Here's just how dramatic our June numbers were: in June 2013, we had 3.2 million unique visitors and 19 million pageviews. As was typical of Junes, it was the slowest month of 2013. June 2014? We had 6.4 million unique visitors and 37 million pageviews, literally doubling year over year.
The obvious follow-up question is, why? Jump below the fold to find out the answer, and as an added bonus, for some comparisons to right-wing sites.
1) Email action list. We send a "share" email with our best performing stories of the day to the most active members of our action list (which now numbers almost 1.4 million). This tactic has proven wildly successful.
2) Facebook. Yup, many of you still hate on Facebook, but it's a huge part of our ability to spread the Daily Kos message to a broader audience. A Facebook rep pulled me aside at a conference and told me the company was studying Daily Kos' engagement on Facebook, as it was higher than anything they were used to seeing. And it's true—we are approaching the number of mentions Upworthy gets, yet have only 1/11th the number of likes. Facebook may have stolen some of our commenting engagement, but they're driving a massive amount of traffic—and high-quality traffic—back to us.

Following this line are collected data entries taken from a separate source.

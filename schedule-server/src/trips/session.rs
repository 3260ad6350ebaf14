//! Stale-response guarding for repeated searches.

use std::sync::Arc;

use tokio::sync::Mutex;
use tracing::debug;

use crate::domain::{FilterCriteria, StationCode, TripRecord};
use crate::rasp::RaspError;

use super::aggregator::TripAggregator;

/// Serializes result publication for a screen's repeated searches.
///
/// Superseded searches are not cancelled in flight. Instead every run
/// takes a monotonically increasing token before the network call, and a
/// completed response replaces the held snapshot only if no newer run
/// has published since — a slow stale response can never overwrite
/// fresher data. The caller always receives its own result either way.
pub struct SearchSession {
    aggregator: TripAggregator,
    state: Mutex<SessionState>,
}

#[derive(Default)]
struct SessionState {
    next_token: u64,
    published_token: u64,
    latest: Option<Arc<Vec<TripRecord>>>,
}

impl SearchSession {
    pub fn new(aggregator: TripAggregator) -> Self {
        Self {
            aggregator,
            state: Mutex::new(SessionState::default()),
        }
    }

    /// Run a search and publish its result unless it has gone stale.
    pub async fn run(
        &self,
        from: &StationCode,
        to: &StationCode,
        filters: &FilterCriteria,
    ) -> Result<Arc<Vec<TripRecord>>, RaspError> {
        let token = self.begin().await;
        let trips = Arc::new(self.aggregator.search(from, to, filters).await?);
        self.publish(token, trips.clone()).await;
        Ok(trips)
    }

    /// The most recently published snapshot, if any.
    pub async fn latest(&self) -> Option<Arc<Vec<TripRecord>>> {
        self.state.lock().await.latest.clone()
    }

    /// Drop the held snapshot (the results screen was left).
    ///
    /// Tokens stay monotonic across clears so an in-flight search from
    /// before the clear still publishes correctly.
    pub async fn clear(&self) {
        self.state.lock().await.latest = None;
    }

    async fn begin(&self) -> u64 {
        let mut state = self.state.lock().await;
        state.next_token += 1;
        state.next_token
    }

    async fn publish(&self, token: u64, trips: Arc<Vec<TripRecord>>) -> bool {
        let mut state = self.state.lock().await;
        if token > state.published_token {
            state.published_token = token;
            state.latest = Some(trips);
            true
        } else {
            debug!(
                token,
                published = state.published_token,
                "discarding stale search result"
            );
            false
        }
    }
}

3) Base excitement. I've always used Daily Kos traffic as an indicator of base excitement leading into an election, and if past performance is indicative of future results (not guaranteed), then we're looking at a massively engaged base electorate heading into 2014. It's nothing like 2010. That year, Daily Kos engagement fell off a cliff, our electorate was demoralized and apathetic. We're not seeing that this year, and site traffic reflects that.
So that's why we think June rocked it, but June isn't our only success. Every month in 2014 has been our best month ever, by a significant margin. Our January beat all other Januaries, same for February and so on. This bodes well for Daily Kos as an organization, and it bodes well for us Democrats this fall.
In 2010, 39 million people voted for Democrats, 45 million for Republicans. It killed us. Daily Kos traffic in June 2010? 1.9 million uniques.
We're now at over three times that amount. Six million+ steady monthly Daily Kos visitors—the super-activists in our party—gets us a lot closer to holding the Senate and a House majority.
Update: Compare that Daily Kos chart to, say, Red State:
Breitbart has
hidden their Quantcast traffic chart, afraid to let people see their trends. They wouldn't be doing that if the numbers looked good.
National Review is stalled out:
Ooh, I've got a good one!
RushLimbaugh.com:
Ouch.
One other observation, pretty soon, half of Daily Kos traffic will be mobile, that dark blue band. But look how little of conservative site traffic is mobile. That means they're not getting young and brown people. So their site traffic matches their electoral demographics—shrinking, aging, white.